Having received a basic school education, you did to study in an academic lyceum or a professional college. At school, you met with the history of our homeland from ancient times until 1917. This textbook is dedicated to the study of the history of Uzbekistan of the Soviet period. The Soviet period is the most complex and controversial in the history of our Motherland a period of severe losses, tragic events, as well as the heroic struggle for the freedom and independence of the region, the period of victories and defeats, the dedicated labor of our people.

Socio-political changes in Turkestan in 1917.
The age-old dream of the people of Turkestan.
Tsarist Russia, turning Turkestan to his colony, installed the management system based on violence on this territory. From now on local population Lost its independence. Even the last Governor General of Turkestan A. Kuropatkin, recognizing this, said: "We curbed the local population and held aside from schools and Russian life for 50 years." However, the gifted and proud Uzbek people have never fallen in spirit, heroically fought for national independence and freedom.

Such heroic personalities like Tomaris, Chirac, Sith Tameman, Municauna, Jalaliddin Mangubsrds, Temur Malik, Sheikh Nazhaddin Kubo, Mahmoud Tarabi, Mavel Zade, Abu-Bakr Kazan, Amir Temur, Pulatkhan, Muhammad Ishan (Duk Chi Ishan), Namazytar Pyrimkulov, took a worthy place in the history of our country. Heroically manifesting himself in the struggle for a bright future, they put their lives on the altar of freedom and became a living example for our people in the hardest times. As one of the folk fighters for national independence and freedom, the famous enlightener A. Fitrat, who became a victim of repression, "Motherland is a place of worship.

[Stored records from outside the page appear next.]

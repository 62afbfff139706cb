//! SQLite-backed [`Store`] implementation.
//!
//! Bulk loads are one multi-row `INSERT ... ON CONFLICT(at_id) DO UPDATE`
//! per chunk, and a whole reload (source replacement plus every chunk)
//! runs inside a single transaction.

use async_trait::async_trait;
use serde_json::Value;
use sqlx::sqlite::SqliteRow;
use sqlx::{QueryBuilder, Row, Sqlite, SqliteConnection, SqlitePool};
use uuid::Uuid;

use crate::error::{Result, StoreError};
use crate::migrate;
use crate::models::{
    Entry, EntrySummary, NewEntry, SortOrder, Source, SourceLocator, SourceSummary, StoreStats,
};
use crate::query::Predicate;

use super::{BatchOutcome, LocalPage, PutReport, Store};

/// SQLite implementation of the [`Store`] trait.
pub struct SqliteStore {
    pool: SqlitePool,
}

impl SqliteStore {
    pub fn new(pool: SqlitePool) -> Self {
        Self { pool }
    }

    /// Wrap `pool` after bringing its schema up to date.
    pub async fn migrated(pool: SqlitePool) -> Result<Self> {
        migrate::run_migrations(&pool).await?;
        Ok(Self::new(pool))
    }
}

fn source_from_row(row: &SqliteRow) -> Result<Source> {
    let file: Option<String> = row.get("file");
    let url: Option<String> = row.get("url");
    let locator = match (file, url) {
        (Some(f), _) => SourceLocator::File(f),
        (None, Some(u)) => SourceLocator::Url(u),
        (None, None) => {
            return Err(StoreError::Database(sqlx::Error::Decode(
                "source row has neither file nor url".into(),
            )))
        }
    };
    Ok(Source {
        id: row.get("id"),
        locator,
        created_at: row.get("created_at"),
    })
}

fn entry_from_row(row: &SqliteRow) -> Result<Entry> {
    let data: String = row.get("data");
    Ok(Entry {
        id: row.get("id"),
        at_id: row.get("at_id"),
        at_type: row.get("at_type"),
        name: row.get("name"),
        description: row.get("description"),
        data: serde_json::from_str(&data)?,
        source_id: row.get("source_id"),
    })
}

async fn find_source_in(conn: &mut SqliteConnection, locator: &SourceLocator) -> Result<Option<Source>> {
    let sql = format!(
        "SELECT id, file, url, created_at FROM sources WHERE {} = ?",
        locator.column()
    );
    let row = sqlx::query(&sql)
        .bind(locator.value())
        .fetch_optional(&mut *conn)
        .await?;
    row.as_ref().map(source_from_row).transpose()
}

/// Delete a source and its entries, returning how many entries it held.
async fn delete_source_in(conn: &mut SqliteConnection, source_id: &str) -> Result<u64> {
    let held: i64 = sqlx::query_scalar("SELECT COUNT(*) FROM entries WHERE source_id = ?")
        .bind(source_id)
        .fetch_one(&mut *conn)
        .await?;

    sqlx::query("DELETE FROM sources WHERE id = ?")
        .bind(source_id)
        .execute(&mut *conn)
        .await?;

    Ok(held as u64)
}

#[async_trait]
impl Store for SqliteStore {
    async fn load_batch(
        &self,
        locator: &SourceLocator,
        chunks: &[&[NewEntry]],
        delete_on_reload: bool,
    ) -> Result<BatchOutcome> {
        let mut tx = self.pool.begin().await?;

        let mut replaced = None;
        let mut source = find_source_in(&mut tx, locator).await?;
        if delete_on_reload {
            if let Some(existing) = source.take() {
                replaced = Some(delete_source_in(&mut tx, &existing.id).await?);
            }
        }

        let source = match source {
            Some(s) => s,
            None => {
                let created = Source {
                    id: Uuid::new_v4().to_string(),
                    locator: locator.clone(),
                    created_at: chrono::Utc::now().timestamp(),
                };
                let sql = format!(
                    "INSERT INTO sources (id, {}, created_at) VALUES (?, ?, ?)",
                    locator.column()
                );
                sqlx::query(&sql)
                    .bind(&created.id)
                    .bind(locator.value())
                    .bind(created.created_at)
                    .execute(&mut *tx)
                    .await?;
                created
            }
        };

        let mut written = 0u64;
        for chunk in chunks.iter().filter(|c| !c.is_empty()) {
            let mut qb: QueryBuilder<Sqlite> = QueryBuilder::new(
                "INSERT INTO entries (id, at_id, at_type, name, description, data, source_id) ",
            );
            qb.push_values(chunk.iter(), |mut row, entry| {
                row.push_bind(Uuid::new_v4().to_string())
                    .push_bind(entry.at_id.clone())
                    .push_bind(entry.at_type.clone())
                    .push_bind(entry.name.clone())
                    .push_bind(entry.description.clone())
                    .push_bind(entry.data_json())
                    .push_bind(source.id.clone());
            });
            qb.push(
                " ON CONFLICT(at_id) DO UPDATE SET \
                 at_type = excluded.at_type, \
                 name = excluded.name, \
                 description = excluded.description, \
                 data = excluded.data, \
                 source_id = CASE WHEN entries.source_id IS NULL \
                     THEN NULL ELSE excluded.source_id END",
            );
            qb.build().execute(&mut *tx).await?;
            written += chunk.len() as u64;
        }

        tx.commit().await?;

        Ok(BatchOutcome {
            source,
            replaced,
            written,
        })
    }

    async fn put_entries(&self, entries: &[NewEntry]) -> Result<PutReport> {
        let mut tx = self.pool.begin().await?;
        let mut report = PutReport::default();

        for entry in entries {
            let exists: Option<String> = sqlx::query_scalar("SELECT id FROM entries WHERE at_id = ?")
                .bind(&entry.at_id)
                .fetch_optional(&mut *tx)
                .await?;

            sqlx::query(
                r#"
                INSERT INTO entries (id, at_id, at_type, name, description, data, source_id)
                VALUES (?, ?, ?, ?, ?, ?, NULL)
                ON CONFLICT(at_id) DO UPDATE SET
                    at_type = excluded.at_type,
                    name = excluded.name,
                    description = excluded.description,
                    data = excluded.data
                "#,
            )
            .bind(Uuid::new_v4().to_string())
            .bind(&entry.at_id)
            .bind(&entry.at_type)
            .bind(&entry.name)
            .bind(&entry.description)
            .bind(entry.data_json())
            .execute(&mut *tx)
            .await?;

            if exists.is_some() {
                report.updated += 1;
            } else {
                report.created += 1;
            }
        }

        tx.commit().await?;
        Ok(report)
    }

    async fn remove_entry(&self, at_id: &str) -> Result<u64> {
        let result = sqlx::query("DELETE FROM entries WHERE at_id = ?")
            .bind(at_id)
            .execute(&self.pool)
            .await?;
        Ok(result.rows_affected())
    }

    async fn find_entries(&self, predicate: &Predicate, limit: i64) -> Result<Vec<EntrySummary>> {
        let (condition, binds) = predicate.to_sql();
        let sql = format!(
            "SELECT id, at_id, at_type, name FROM entries WHERE {} \
             ORDER BY name ASC, at_id ASC LIMIT ?",
            condition
        );

        let mut q = sqlx::query::<Sqlite>(&sql);
        for value in binds {
            q = q.bind(value);
        }
        let rows = q.bind(limit).fetch_all(&self.pool).await?;

        Ok(rows
            .iter()
            .map(|row| EntrySummary {
                id: row.get("id"),
                at_id: row.get("at_id"),
                at_type: row.get("at_type"),
                name: row.get("name"),
            })
            .collect())
    }

    async fn get_entry(&self, at_id: &str) -> Result<Option<Entry>> {
        let row = sqlx::query(
            "SELECT id, at_id, at_type, name, description, data, source_id FROM entries WHERE at_id = ?",
        )
        .bind(at_id)
        .fetch_optional(&self.pool)
        .await?;

        row.as_ref().map(entry_from_row).transpose()
    }

    async fn distinct_types(&self) -> Result<Vec<String>> {
        let types: Vec<String> = sqlx::query_scalar("SELECT DISTINCT at_type FROM entries")
            .fetch_all(&self.pool)
            .await?;
        Ok(types)
    }

    async fn list_local(
        &self,
        at_type: Option<&str>,
        offset: i64,
        limit: i64,
        order: SortOrder,
    ) -> Result<LocalPage> {
        let filter = if at_type.is_some() {
            "source_id IS NULL AND at_type = ?"
        } else {
            "source_id IS NULL"
        };

        let count_sql = format!("SELECT COUNT(*) FROM entries WHERE {}", filter);
        let mut count = sqlx::query_scalar::<Sqlite, i64>(&count_sql);
        if let Some(t) = at_type {
            count = count.bind(t);
        }
        let total = count.fetch_one(&self.pool).await?;

        let page_sql = format!(
            "SELECT data FROM entries WHERE {} ORDER BY name {}, at_id ASC LIMIT ? OFFSET ?",
            filter,
            order.as_sql()
        );
        let mut page = sqlx::query_scalar::<Sqlite, String>(&page_sql);
        if let Some(t) = at_type {
            page = page.bind(t);
        }
        let rows = page.bind(limit).bind(offset).fetch_all(&self.pool).await?;

        let items = rows
            .iter()
            .map(|data| serde_json::from_str::<Value>(data))
            .collect::<std::result::Result<Vec<_>, _>>()?;

        Ok(LocalPage { total, items })
    }

    async fn remove_local_with_prefix(&self, prefix: &str) -> Result<u64> {
        if prefix.is_empty() {
            return Ok(0);
        }
        // substr() instead of LIKE: '_' in "_:" is a LIKE wildcard
        let result = sqlx::query(
            "DELETE FROM entries WHERE source_id IS NULL AND substr(at_id, 1, length(?)) = ?",
        )
        .bind(prefix)
        .bind(prefix)
        .execute(&self.pool)
        .await?;
        Ok(result.rows_affected())
    }

    async fn remove_empty_sources(&self) -> Result<u64> {
        let result = sqlx::query(
            "DELETE FROM sources WHERE NOT EXISTS \
             (SELECT 1 FROM entries e WHERE e.source_id = sources.id)",
        )
        .execute(&self.pool)
        .await?;
        Ok(result.rows_affected())
    }

    async fn find_source(&self, locator: &SourceLocator) -> Result<Option<Source>> {
        let mut conn = self.pool.acquire().await?;
        find_source_in(&mut conn, locator).await
    }

    async fn list_sources(&self) -> Result<Vec<SourceSummary>> {
        let rows = sqlx::query(
            r#"
            SELECT s.id, s.file, s.url, s.created_at, COUNT(e.id) AS entry_count
            FROM sources s
            LEFT JOIN entries e ON e.source_id = s.id
            GROUP BY s.id
            ORDER BY COALESCE(s.file, s.url)
            "#,
        )
        .fetch_all(&self.pool)
        .await?;

        rows.iter()
            .map(|row| {
                Ok(SourceSummary {
                    source: source_from_row(row)?,
                    entry_count: row.get("entry_count"),
                })
            })
            .collect()
    }

    async fn delete_source(&self, locator: &SourceLocator) -> Result<Option<u64>> {
        let mut tx = self.pool.begin().await?;
        let removed = match find_source_in(&mut tx, locator).await? {
            Some(source) => Some(delete_source_in(&mut tx, &source.id).await?),
            None => None,
        };
        tx.commit().await?;
        Ok(removed)
    }

    async fn stats(&self) -> Result<StoreStats> {
        let row = sqlx::query(
            r#"
            SELECT
                (SELECT COUNT(*) FROM entries) AS entries,
                (SELECT COUNT(*) FROM entries WHERE source_id IS NOT NULL) AS loaded,
                (SELECT COUNT(*) FROM entries WHERE source_id IS NULL) AS local,
                (SELECT COUNT(*) FROM sources) AS sources,
                (SELECT COUNT(DISTINCT at_type) FROM entries) AS types
            "#,
        )
        .fetch_one(&self.pool)
        .await?;

        Ok(StoreStats {
            entries: row.get("entries"),
            loaded: row.get("loaded"),
            local: row.get("local"),
            sources: row.get("sources"),
            types: row.get("types"),
        })
    }

    async fn close(&self) {
        self.pool.close().await;
    }
}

The fair words of the head of our country, I. Karimov, are once again convinced that our ancestors remained to the end of the dedicated idea of \u200b\u200bindependence and freedoms:
We must inherit from the ancestors of their ability to protect the independence and glory of Uzbekistan and should always be prepared for its protection.

CONTENT
Introduction
Chapter I. Establishment of Soviet power in Turkestan. Liberation Movement for Independence
§ 1. Socio-political changes in Turkestan in 1917
§ 2. Establishment of the Soviet regime in Turkestan. Fight for popular power. Turkestan autonomy
§ 3. Strengthening the Soviet regime in Turkestan. The creation of Tassr
§ 4. Movement for independence in Turkestan
§ 5. Activation of a democratic movement in Khorezm and Bukhara. Creation of HNCR and BNSR
Chapter II. Uzbekistan in the 1920-1930s
§ 6. The issues of national policies and state construction
§ 7. Economic policy. Land-water reform. Industrialization policy and its colonial essence
§ 8. Collectivity of agriculture and its consequences
§ 9. Conducting cultural and educational policies in Uzbekistan: content and value
§ 10. Repressive policy, its essence and consequences
Chapter III. Uzbekistan during the Second World War (1939-1945)
§ 11. The participation of Uzbekistan in the war. Universal mobilization
§ 12. Industry and agriculture of Uzbekistan in front of service
§ 13. Science, education and culture during the war years. Humanitarian aid of Uzbekistan fraternal nations
§ 14. The contribution of Uzbekistan in the defeat of fascism
Chapter IV. Socio-political, economic and cultural life of Uzbekistan in 1946-1990
§ 15. Restoration of the national economy. Strengthen administration. New stage of repression of intelligentsia
§ 16. One-sided development of the economy in 1950-1990
§ 17. Agriculture of Uzbekistan in 1950-1990. Consequences of cotton monoculture
§ 18. Socio-economic life of Uzbekistan. The emergence of the crisis situation
§ 19. The dominance of ideology in cultural and spiritual life
§ 20. The policy of "restructuring" and its collapse. Uzbekistan on the path to independence
Conclusion
The chronology of the most important events in the history of Uzbekistan.